This is an interview I did with Lloyd DeMause, Director of the Institute for  Psychohistory pertaining to the field’s outlook on interdisciplinary exchanges within the liberal arts, esp. with regard to PH’s relationship to World History and World Systems Theory.  For purposes of identification, I’ve highlighted his text in bold type

(1) Would you please define “Psychohistory” for us.  Is it more about looking at the psychology of human behavior in history or at the history of human psychological developments (via the history of childrearing)?  That is to say, is PH more “History” or “Psychology”, and when it comes down to it, can it truly clarify the puzzles of human motivations in history any better than other historically-related disciplines?  And, if it can, then why hasn’t it been able to catch on more successfully within the academic community?  Certainly, it can’t hope to be as systematic or rigorous as Isaac Asimov’s fictional term of the same name (from his Foundation Series), but at the outset why does it seem like the World Systems Approach and World Historical Studies is more systematic and academically rigorous than Psychohistory?  What is it about Psychology that causes people to see it as being “quack science” at one extreme or merely “not able to be understood” at the other end of the scale?

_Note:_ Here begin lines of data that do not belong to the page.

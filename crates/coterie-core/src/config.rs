//! Runtime configuration.
//!
//! Loaded once from the environment at startup and treated as immutable
//! thereafter. Services receive a clone; nothing mutates it while serving.

use crate::email::SuperAdmins;
use crate::error::{CoterieError, Result};
use url::Url;

/// Default invitation token time-to-live in days.
pub const DEFAULT_INVITATION_TTL_DAYS: i64 = 7;

/// Engine-wide configuration.
#[derive(Debug, Clone)]
pub struct CoterieConfig {
    /// Protected super-admin email addresses.
    pub super_admins: SuperAdmins,
    /// Hostnames allowed in invitation `base_url`s.
    pub allowed_hostnames: Vec<String>,
    /// Invitation token time-to-live in days.
    pub invitation_ttl_days: i64,
    /// HMAC secret for invitation token signing.
    pub token_secret: Vec<u8>,
}

impl CoterieConfig {
    /// Loads configuration from the environment.
    ///
    /// * `COTERIE_SUPER_ADMINS` - comma-separated email list (optional)
    /// * `COTERIE_ALLOWED_HOSTNAMES` - comma-separated hostname list (required)
    /// * `COTERIE_INVITATION_TTL_DAYS` - integer, defaults to 7
    /// * `COTERIE_TOKEN_SECRET` - signing secret (required)
    pub fn from_env() -> Result<Self> {
        let super_admins = SuperAdmins::new(split_csv(
            &std::env::var("COTERIE_SUPER_ADMINS").unwrap_or_default(),
        ));

        let allowed_hostnames = split_csv(
            &std::env::var("COTERIE_ALLOWED_HOSTNAMES").map_err(|_| {
                CoterieError::validation_field(
                    "COTERIE_ALLOWED_HOSTNAMES must be set",
                    "COTERIE_ALLOWED_HOSTNAMES",
                )
            })?,
        );

        let invitation_ttl_days = match std::env::var("COTERIE_INVITATION_TTL_DAYS") {
            Ok(raw) => raw.parse::<i64>().map_err(|_| {
                CoterieError::validation_field(
                    "COTERIE_INVITATION_TTL_DAYS must be an integer",
                    "COTERIE_INVITATION_TTL_DAYS",
                )
            })?,
            Err(_) => DEFAULT_INVITATION_TTL_DAYS,
        };

        let token_secret = std::env::var("COTERIE_TOKEN_SECRET")
            .map_err(|_| {
                CoterieError::validation_field(
                    "COTERIE_TOKEN_SECRET must be set",
                    "COTERIE_TOKEN_SECRET",
                )
            })?
            .into_bytes();

        Ok(Self {
            super_admins,
            allowed_hostnames,
            invitation_ttl_days,
            token_secret,
        })
    }

    /// Validates that the given base URL parses and that its hostname is on
    /// the allow-list.
    pub fn check_base_url(&self, base_url: &str) -> Result<()> {
        let parsed = Url::parse(base_url).map_err(|e| {
            CoterieError::validation_field(format!("Invalid base URL: {e}"), "base_url")
        })?;

        let hostname = parsed.host_str().ok_or_else(|| {
            CoterieError::validation_field("Base URL has no hostname", "base_url")
        })?;

        if self.allowed_hostnames.iter().any(|h| h == hostname) {
            Ok(())
        } else {
            Err(CoterieError::validation_field(
                format!("Hostname '{hostname}' is not allowed"),
                "base_url",
            ))
        }
    }
}

fn split_csv(raw: &str) -> Vec<String> {
    raw.split(',')
        .map(str::trim)
        .filter(|s| !s.is_empty())
        .map(ToOwned::to_owned)
        .collect()
}

#[cfg(test)]
mod tests {
    use super::*;

    fn test_config() -> CoterieConfig {
        CoterieConfig {
            super_admins: SuperAdmins::new(["root@coterie.dev"]),
            allowed_hostnames: vec!["app.coterie.dev".to_string(), "localhost".to_string()],
            invitation_ttl_days: DEFAULT_INVITATION_TTL_DAYS,
            token_secret: b"test-secret".to_vec(),
        }
    }

    #[test]
    fn test_check_base_url_allows_listed_hostname() {
        let config = test_config();
        assert!(config.check_base_url("https://app.coterie.dev/invite").is_ok());
        assert!(config.check_base_url("http://localhost:3000/invite").is_ok());
    }

    #[test]
    fn test_check_base_url_rejects_unlisted_hostname() {
        let config = test_config();
        let err = config
            .check_base_url("https://evil.example.com/invite")
            .unwrap_err();
        assert!(matches!(err, CoterieError::Validation { .. }));
    }

    #[test]
    fn test_check_base_url_rejects_garbage() {
        let config = test_config();
        assert!(config.check_base_url("not a url").is_err());
    }

    #[test]
    fn test_split_csv_trims_and_drops_empties() {
        assert_eq!(
            split_csv(" a@x.com , b@y.com ,, "),
            vec!["a@x.com".to_string(), "b@y.com".to_string()]
        );
        assert!(split_csv("").is_empty());
    }
}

Psychohistory is the science of historical motivations, no more, no less. It is the "Why?" of historical events. It has three general areas: (1) The history of childhood, (2) historical group-fantasies, and (3) psychobiographies. It has been vigorously opposed by traditional academicians because they were taught that causes of history are either forbidden to discover (Jacques Barzun to me at my first Columbia University history class: "Historians narrate; they do not look for causes. That's psychology  [ugh!]" When causes are discussed in the social sciences, they are only looked for in the outer world, outside the head, never inside, so developmental psychology is simply never considered. To do that, a social scientist would have to relearn everything they were taught and might even have to go into psychotherapy to discover what inner causes are all about [ugh!]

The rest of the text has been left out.